While wind farms generate “greenhouse gas-free” electricity, there is increasing concern over the rapidly growing number of worn-out wind turbine blades ending up in landfills.
Those blades, housed on giant towers reaching more than 200 feet in the sky, are starting to reach the end of their useful life (15 to 20 years) and are being taken down, cut up and hauled to dumps in Iowa, South Dakota and Wyoming.

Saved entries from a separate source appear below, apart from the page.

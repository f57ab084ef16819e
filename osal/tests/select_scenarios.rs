//! Readiness multiplexing over the loopback stack

mod common;

use common::loopback;
use logger::LogLevel;
use osal::{CallerContext, FdSet, FileAccess, FileFlags, ObjectId, Osal, OsalError, StreamState, Timeout};
use kernel_api::{SocketDomain, SocketType};
use sim_kernel::fault_injection::{Fault, FaultPlan};
use sim_kernel::test_utils::kernel_with_faults;
use sim_kernel::SimulatedKernel;
use std::sync::Arc;
use std::time::{Duration, Instant};

fn listener(osal: &Osal, port: u16) -> ObjectId {
    let id = osal
        .socket_open(CallerContext::ROOT, SocketDomain::Inet, SocketType::Stream)
        .expect("socket should open");
    osal.socket_bind(id, loopback(port)).expect("bind should succeed");
    id
}

/// Connects a new client and accepts it; returns (client, server side)
fn connected_pair(osal: &Osal, listener: ObjectId, port: u16) -> (ObjectId, ObjectId) {
    let client = osal
        .socket_open(CallerContext::ROOT, SocketDomain::Inet, SocketType::Stream)
        .expect("socket should open");
    osal.socket_connect(client, loopback(port), Timeout::Millis(500))
        .expect("connect should succeed");
    let (server, _) = osal
        .socket_accept(CallerContext::ROOT, listener, Timeout::Millis(500))
        .expect("accept should succeed");
    (client, server)
}

#[test]
fn test_listener_becomes_readable_on_connect() {
    let osal = common::osal();
    let listener = listener(&osal, 7300);

    let start = Instant::now();
    assert_eq!(
        osal.select_single(listener, StreamState::READABLE, Timeout::Millis(200)),
        Err(OsalError::Timeout)
    );
    assert!(start.elapsed() >= Duration::from_millis(150));

    let client = osal
        .socket_open(CallerContext::ROOT, SocketDomain::Inet, SocketType::Stream)
        .expect("socket should open");
    osal.socket_connect(client, loopback(7300), Timeout::Millis(500))
        .expect("connect should succeed");

    assert_eq!(
        osal.select_single(listener, StreamState::READABLE, Timeout::Millis(200)),
        Ok(StreamState::READABLE)
    );
}

#[test]
fn test_multi_read_reports_only_ready_stream() {
    let osal = common::osal();
    let listener = listener(&osal, 7301);
    let (client_a, server_a) = connected_pair(&osal, listener, 7301);
    let (_client_b, server_b) = connected_pair(&osal, listener, 7301);

    osal.stream_write(client_a, b"ping").expect("write should succeed");

    let mut read = FdSet::new();
    read.insert(server_a).expect("stream handle");
    read.insert(server_b).expect("stream handle");
    osal.select_multiple(Some(&mut read), None, Timeout::Millis(200))
        .expect("A has data");

    assert!(read.contains(server_a));
    assert!(!read.contains(server_b));
    assert_eq!(read.len(), 1);

    let mut buf = [0u8; 8];
    let n = osal.stream_read(server_a, &mut buf).expect("read should succeed");
    assert_eq!(&buf[..n], b"ping");
}

#[test]
fn test_read_and_write_outcomes_stay_in_their_own_sets() {
    let osal = common::osal();
    let listener = listener(&osal, 7302);
    let (_client, server) = connected_pair(&osal, listener, 7302);

    // Writable but idle: the read set must come back empty
    let mut read = FdSet::new();
    let mut write = FdSet::new();
    read.insert(server).expect("stream handle");
    write.insert(server).expect("stream handle");
    osal.select_multiple(Some(&mut read), Some(&mut write), Timeout::Millis(100))
        .expect("server side is writable");

    assert!(read.is_empty());
    assert!(write.contains(server));
}

#[test]
fn test_multi_wait_times_out_when_nothing_is_ready() {
    let osal = common::osal();
    let listener = listener(&osal, 7303);
    let (_client, server) = connected_pair(&osal, listener, 7303);

    let mut read = FdSet::new();
    read.insert(server).expect("stream handle");
    read.insert(listener).expect("stream handle");
    assert_eq!(
        osal.select_multiple(Some(&mut read), None, Timeout::Millis(50)),
        Err(OsalError::Timeout)
    );
    assert!(read.is_empty());
}

#[test]
fn test_empty_multi_wait_returns_at_once() {
    let osal = common::osal();
    let start = Instant::now();
    assert_eq!(osal.select_multiple(None, None, Timeout::Pend), Ok(()));

    let mut read = FdSet::new();
    let mut write = FdSet::new();
    assert_eq!(
        osal.select_multiple(Some(&mut read), Some(&mut write), Timeout::Pend),
        Ok(())
    );
    assert!(start.elapsed() < Duration::from_secs(1));
}

#[test]
fn test_stale_members_are_cleared() {
    let osal = common::osal();
    let listener = listener(&osal, 7304);
    let (client, server) = connected_pair(&osal, listener, 7304);
    osal.stream_write(client, b"x").expect("write should succeed");

    let mut read = FdSet::new();
    read.insert(server).expect("stream handle");
    read.insert(ObjectId::new(osal::ObjectKind::Stream, 1, 200))
        .expect("stream handle");
    osal.select_multiple(Some(&mut read), None, Timeout::Millis(100))
        .expect("server has data");
    assert_eq!(read.len(), 1);
    assert!(read.contains(server));
}

#[test]
fn test_files_are_always_ready() {
    let osal = common::osal();
    let dir = tempfile::tempdir().expect("temp dir");
    let file = osal
        .file_open(
            CallerContext::ROOT,
            dir.path().join("data.txt"),
            FileAccess::ReadWrite,
            FileFlags::CREATE,
        )
        .expect("file should open");
    let listener = listener(&osal, 7305);

    assert_eq!(
        osal.select_single(file, StreamState::READABLE | StreamState::WRITABLE, Timeout::Pend),
        Ok(StreamState::READABLE | StreamState::WRITABLE)
    );

    // The file turns the wait into a poll; the idle listener drops out
    let mut read = FdSet::new();
    read.insert(file).expect("stream handle");
    read.insert(listener).expect("stream handle");
    let start = Instant::now();
    osal.select_multiple(Some(&mut read), None, Timeout::Pend)
        .expect("file is ready");
    assert!(start.elapsed() < Duration::from_secs(1));
    assert!(read.contains(file));
    assert!(!read.contains(listener));
}

#[test]
fn test_disconnect_stays_ready_until_cleared() {
    let osal = common::osal();
    let listener = listener(&osal, 7306);
    let (client, server) = connected_pair(&osal, listener, 7306);

    osal.stream_close(client).expect("close should succeed");

    for _ in 0..3 {
        assert_eq!(
            osal.select_single(server, StreamState::READABLE, Timeout::Millis(50)),
            Ok(StreamState::READABLE)
        );
    }
    let mut buf = [0u8; 4];
    assert_eq!(osal.stream_timed_read(server, &mut buf, Timeout::Millis(50)), Ok(0));

    let mut read = FdSet::new();
    read.insert(server).expect("stream handle");
    osal.select_multiple(Some(&mut read), None, Timeout::Pend)
        .expect("disconnected stream is ready");
    assert!(read.contains(server));

    let info = osal.stream_info(server).expect("stream exists");
    assert!(info.disconnected);
    assert!(!info.connected);

    osal.stream_clear_disconnect(server).expect("socket stream");
    assert_eq!(
        osal.select_single(server, StreamState::READABLE, Timeout::Millis(50)),
        Err(OsalError::Timeout)
    );
}

#[test]
fn test_interrupted_waits_are_retried() {
    let kernel = kernel_with_faults(FaultPlan::new().with_fault(Fault::InterruptSelect { count: 2 }));
    let (osal, sink) = common::osal_on(kernel.clone());
    let listener = listener(&osal, 7307);
    let client = osal
        .socket_open(CallerContext::ROOT, SocketDomain::Inet, SocketType::Stream)
        .expect("socket should open");
    osal.socket_connect(client, loopback(7307), Timeout::Millis(500))
        .expect("connect should succeed");

    assert_eq!(
        osal.select_single(listener, StreamState::READABLE, Timeout::Millis(200)),
        Ok(StreamState::READABLE)
    );
    assert_eq!(kernel.injected_fault_count(), 2);
    let retries = sink
        .entries_at(LogLevel::Debug)
        .iter()
        .filter(|e| e.message == "host select interrupted, retrying")
        .count();
    assert_eq!(retries, 2);
}

#[test]
fn test_sockets_need_a_network() {
    let kernel = Arc::new(SimulatedKernel::new().with_network(false));
    let (osal, _) = common::osal_on(kernel);
    assert!(!osal.network_available());
    assert_eq!(
        osal.socket_open(CallerContext::ROOT, SocketDomain::Inet, SocketType::Stream),
        Err(OsalError::NotImplemented("network"))
    );
}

Adding to the spent blade disposal problem is the fact that utilities are retrofitting existing wind farms with longer blades and more powerful generating units. For example, as Columbian reporter Anthony Macuk noted in June: “PacifiCorp is embarking on a $200 million ‘repowering’ operation at its Dayton wind farm, retrofitting each of the farm’s 117 towers.” PacifiCorp is raising its Dayton towers from 200 to 250 feet to accommodate the new blades, which add 35 percent to the site’s generating capacity.
The good news is those new blades are shipped to the Port of Vancouver and trucked to Southeast Washington. Unfortunately, the bad news is the old blades are likely to go to landfills.
“Tens of thousands of aging blades are coming down from steel towers around the world and most have nowhere to go but landfills,” Bloomberg reporter Chris Martin wrote this month.